Kevin Carr’s Weekly Report Card for 05.29.09

FSR's Weekly Report Card


Studio: Disney/Pixar

Rated: PG some peril and action.

Starring: Ed Asner, Christopher Plummer, John Ratzenberger, Delroy Lindo and Jordan Nagai

Directed by: Pete Docter

What it’s about: Late in life, right as he’s being kicked off his property by a development company, Carl Fredricksen takes one last shot at adventure. He ties thousands of helium balloons to his house and floats away to a jungle adventure. Along for the ride is overly eager Wilderness Explorer Russell, a kid just trying to get a merit badge for assisting the elderly. Together, they float away to the South American jungle where Carl meets his childhood hero and the two must save a rare, endangered bird.

What I liked: Come on, people. It’s Pixar. What’s not to like. Here’s a studio that has made ten straight brilliant films in a row. Can you name anyone or any company that has such a track record.

As one of the few Pixar movies that features humans in the lead roles, Up enters new territory by adding the human element to familiar faces. The film is tender and sweet, telling two separate stories of love and loss. It’s a movie that inspires all the cliches: following your dream, appreciating the here and now and the value of companionship.

Up is a beautifully animated film, and its 3D presentation isn’t overbearing but rather brings the audience deeper into the film. There’s no gimmick to the approach but rather a full realization of what all the Pixar movies have been, just being the first one projected in 3D.

The first ten minutes of this movie is inspired in its depiction of Carl Fredricksen’s life, and it’s constructed in a beautiful way, with very little dialogue but tons of heart.

These Pixar movies have gotten so good that I feel like a broken record praising them… even though they all deserve it.

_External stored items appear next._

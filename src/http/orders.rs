//! Tenant-admin order endpoints.

use axum::extract::{Path, Query, State};
use axum::Json;
use serde::{Deserialize, Serialize};

use crate::domain::{Order, OrderItem, OrderStatus};
use crate::http::auth::AuthContext;
use crate::{AppState, CommerceError, Result};

#[derive(Debug, Deserialize)]
pub struct PageParams {
    pub skip: Option<i64>,
    pub limit: Option<i64>,
}

#[derive(Debug, Serialize)]
pub struct OrderDetail {
    #[serde(flatten)]
    pub order: Order,
    pub order_items: Vec<OrderItem>,
}

#[derive(Debug, Deserialize)]
pub struct OrderStatusUpdate {
    pub status: OrderStatus,
}

pub async fn list_orders(
    State(state): State<AppState>,
    auth: AuthContext,
    Query(params): Query<PageParams>,
) -> Result<Json<Vec<Order>>> {
    if !auth.role.can_manage_orders() {
        return Err(CommerceError::Forbidden);
    }
    let skip = params.skip.unwrap_or(0).max(0);
    let limit = params.limit.unwrap_or(100).clamp(1, 100);
    let orders = state.engine.list_orders(auth.tenant_id, skip, limit).await?;
    Ok(Json(orders))
}

pub async fn get_order(
    State(state): State<AppState>,
    auth: AuthContext,
    Path(order_id): Path<i64>,
) -> Result<Json<OrderDetail>> {
    if !auth.role.can_manage_orders() {
        return Err(CommerceError::Forbidden);
    }
    let (order, order_items) = state.engine.get_order(order_id, auth.tenant_id).await?;
    Ok(Json(OrderDetail { order, order_items }))
}

pub async fn update_status(
    State(state): State<AppState>,
    auth: AuthContext,
    Path(order_id): Path<i64>,
    Json(update): Json<OrderStatusUpdate>,
) -> Result<Json<Order>> {
    if !auth.role.can_manage_orders() {
        return Err(CommerceError::Forbidden);
    }
    let order = state
        .engine
        .update_status(order_id, auth.tenant_id, update.status)
        .await?;
    Ok(Json(order))
}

What I didn’t: Not much. Even Ed Asner was awesome.

Who is gonna like this movie: Animation fans, Pixar junkies and anyone with a heart.

Grade: A+


Studio: Universal

Rated: PG-13 for sequences of horror violence, terror, disturbing images and language.

Starring: Alison Lohman, Justin Long, Lorna Raver, Dileep Rao and David Paymer

Directed by: Sam Raimi

What it’s about: Christine Brown (Alison Lohman) is a loan officer who, in an attempt to prove her mettle for an upcoming promotion, denies an old Gypsy woman an extension on her mortgage. The old bird gets royally pissed off and curses Christine. Soon, she’s tormented for three days by a terrifying demon that comes back on the third day to take her immortal soul.

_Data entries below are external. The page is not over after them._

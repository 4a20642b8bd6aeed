//! Customer directory: registered customers and checkout-time guests.

use chrono::{DateTime, Utc};
use serde::{Deserialize, Serialize};
use validator::Validate;

/// A tenant-scoped customer. Guests are created at checkout with no
/// password; a registered customer is never downgraded to a guest.
#[derive(Clone, Debug, Serialize, sqlx::FromRow)]
pub struct Customer {
    pub id: i64,
    pub email: String,
    #[serde(skip_serializing)]
    pub hashed_password: Option<String>,
    pub first_name: String,
    pub last_name: String,
    pub phone: Option<String>,
    pub is_guest: bool,
    pub tenant_id: i64,
    pub created_at: DateTime<Utc>,
    pub updated_at: DateTime<Utc>,
}

#[derive(Clone, Debug, Serialize, sqlx::FromRow)]
pub struct CustomerAddress {
    pub id: i64,
    pub customer_id: i64,
    pub address_line1: String,
    pub address_line2: Option<String>,
    pub city: String,
    pub state: String,
    pub postal_code: String,
    pub country: String,
    pub is_default: bool,
    pub created_at: DateTime<Utc>,
}

/// Identity supplied with a guest order; no password involved.
#[derive(Clone, Debug, Deserialize, Validate)]
pub struct GuestInfo {
    #[validate(email)]
    pub email: String,
    #[validate(length(min = 1))]
    pub first_name: String,
    #[validate(length(min = 1))]
    pub last_name: String,
    pub phone: Option<String>,
}

/// Shipping address captured fresh with every order.
#[derive(Clone, Debug, Deserialize, Validate)]
pub struct AddressDraft {
    #[validate(length(min = 1))]
    pub address_line1: String,
    pub address_line2: Option<String>,
    #[validate(length(min = 1))]
    pub city: String,
    pub state: String,
    pub postal_code: String,
    #[serde(default = "default_country")]
    pub country: String,
}

fn default_country() -> String {
    "United States".to_string()
}

#[cfg(test)]
mod tests {
    use super::*;

    #[test]
    fn test_guest_info_requires_valid_email() {
        let info = GuestInfo {
            email: "not-an-email".into(),
            first_name: "Ada".into(),
            last_name: "Lovelace".into(),
            phone: None,
        };
        assert!(info.validate().is_err());
    }

    #[test]
    fn test_address_defaults_country() {
        let draft: AddressDraft = serde_json::from_value(serde_json::json!({
            "address_line1": "1 Main St",
            "city": "Springfield",
            "state": "IL",
            "postal_code": "62701"
        }))
        .unwrap();
        assert_eq!(draft.country, "United States");
    }
}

What I liked: I’ve always enjoyed Sam Raimi’s work. Maybe not his grab at going mainstream, which happened about ten years ago (long before his bout with Spider-Man). My favorite of his films continues to be The Evil Dead, so I appreciate his horror roots.

This film is being touted as his return to true horror (and no Spider-Man 3 jokes here, please), and that’s absolutely correct. However, you have to remember that Sam Raimi’s horror influences included The Three Stooges as much as it did the Universal monster movies of the 30s and 40s. Fans of the Evil Dead trilogy will get this.

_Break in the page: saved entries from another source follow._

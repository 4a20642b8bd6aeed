//! Storefront endpoints, tenant-resolved by the `:tenant_domain` path
//! segment.

use axum::extract::{Path, Query, State};
use axum::Json;
use serde::Deserialize;
use serde_json::json;

use crate::domain::customer::{AddressDraft, GuestInfo};
use crate::domain::order::OrderItemRequest;
use crate::domain::{Product, Role};
use crate::engine::{OrderDraft, PlacedOrder};
use crate::http::auth::AuthContext;
use crate::payment::CardDetails;
use crate::{AppState, CommerceError, Result};

#[derive(Debug, Deserialize)]
pub struct ListParams {
    pub skip: Option<i64>,
    pub limit: Option<i64>,
    pub category: Option<String>,
}

pub async fn list_products(
    State(state): State<AppState>,
    Path(tenant_domain): Path<String>,
    Query(params): Query<ListParams>,
) -> Result<Json<Vec<Product>>> {
    let tenant = state.engine.tenant_by_domain(&tenant_domain).await?;
    let skip = params.skip.unwrap_or(0).max(0);
    let limit = params.limit.unwrap_or(100).clamp(1, 100);

    // Storefront listings only show in-stock items.
    let products = match params.category {
        Some(category) => {
            sqlx::query_as::<_, Product>(
                "SELECT * FROM products WHERE tenant_id = $1 AND category = $2 AND quantity > 0 \
                 ORDER BY name OFFSET $3 LIMIT $4",
            )
            .bind(tenant.id)
            .bind(category)
            .bind(skip)
            .bind(limit)
            .fetch_all(&state.db)
            .await?
        }
        None => {
            sqlx::query_as::<_, Product>(
                "SELECT * FROM products WHERE tenant_id = $1 AND quantity > 0 \
                 ORDER BY name OFFSET $2 LIMIT $3",
            )
            .bind(tenant.id)
            .bind(skip)
            .bind(limit)
            .fetch_all(&state.db)
            .await?
        }
    };
    Ok(Json(products))
}

pub async fn get_product(
    State(state): State<AppState>,
    Path((tenant_domain, product_id)): Path<(String, i64)>,
) -> Result<Json<Product>> {
    let tenant = state.engine.tenant_by_domain(&tenant_domain).await?;
    let product = sqlx::query_as::<_, Product>(
        "SELECT * FROM products WHERE id = $1 AND tenant_id = $2",
    )
    .bind(product_id)
    .bind(tenant.id)
    .fetch_optional(&state.db)
    .await?
    .ok_or(CommerceError::ProductNotFound { product_id })?;
    Ok(Json(product))
}

#[derive(Debug, Deserialize)]
pub struct OrderRequest {
    pub items: Vec<OrderItemRequest>,
    pub shipping_address: AddressDraft,
    pub payment: CardDetails,
}

#[derive(Debug, Deserialize)]
pub struct GuestOrderRequest {
    pub items: Vec<OrderItemRequest>,
    pub shipping_address: AddressDraft,
    pub payment: CardDetails,
    pub customer_info: GuestInfo,
}

fn placed_order_response(placed: PlacedOrder) -> Json<serde_json::Value> {
    Json(json!({
        "success": true,
        "order": placed.order,
        "items": placed.items,
        "payment": placed.receipt,
        "message": "Order placed successfully!"
    }))
}

/// Place an order as an authenticated customer.
pub async fn create_order(
    State(state): State<AppState>,
    Path(tenant_domain): Path<String>,
    auth: AuthContext,
    Json(request): Json<OrderRequest>,
) -> Result<Json<serde_json::Value>> {
    let tenant = state.engine.tenant_by_domain(&tenant_domain).await?;
    if auth.role != Role::Customer {
        return Err(CommerceError::Forbidden);
    }
    let customer_id = auth.customer_id.ok_or(CommerceError::Unauthorized)?;
    if auth.tenant_id != tenant.id {
        return Err(CommerceError::Forbidden);
    }

    let placed = state
        .engine
        .place_order(
            &tenant,
            customer_id,
            OrderDraft {
                items: request.items,
                shipping_address: request.shipping_address,
                payment: Some(request.payment),
            },
        )
        .await?;
    Ok(placed_order_response(placed))
}

/// Guest checkout: resolves or creates a guest customer by email, then
/// places the order.
pub async fn create_guest_order(
    State(state): State<AppState>,
    Path(tenant_domain): Path<String>,
    Json(request): Json<GuestOrderRequest>,
) -> Result<Json<serde_json::Value>> {
    let tenant = state.engine.tenant_by_domain(&tenant_domain).await?;
    let customer = state
        .engine
        .get_or_create_guest(tenant.id, &request.customer_info)
        .await?;

    let placed = state
        .engine
        .place_order(
            &tenant,
            customer.id,
            OrderDraft {
                items: request.items,
                shipping_address: request.shipping_address,
                payment: Some(request.payment),
            },
        )
        .await?;
    Ok(placed_order_response(placed))
}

Drag Me to Hell is an exercise in excess, loud to soft and calm to psychotic. It’s slapstick at its best, wrapped up with a horror ribbon. I laughed out loud throughout this movie and had an absolute blast. It’s the funniest film of 2009.

What I didn’t: The movie starts with a bang, but the opening scene threatens to take itself too seriously. Fortunately, this is remedied by the first confrontation between Christine and the old Gypsy woman. At times the film does tip-toe a little too close to outright parody, but it usually ducks out of that quickly enough.

If you’re squeamish, you’re gonna cringe. It’s not for someone who doesn’t like horror effects or doesn’t like to jump. And if you don’t know what you’re getting into with this film, you’re in for one hell of a surprise.

Who is gonna like this movie: Fans of Raimi’s Evil Dead style of filmmaking.

Grade: A-

Kevin Carr crawled from the primordial ooze in the early 1970s. He grew up watching movies to the point of irritation for his friends and was a font of useless movie knowledge until he decided to put that knowledge to good use. Now, Kevin is a nationally syndicated critic, heard on dozens of radio stations around the country, and his reviews appear in a variety of online outlets. Kevin is also a proud member of the Broadcast Film Critics Association (BFCA), the Online Film Critics Society (OFCS), and the Central Ohio Film Critics Association (COFCA).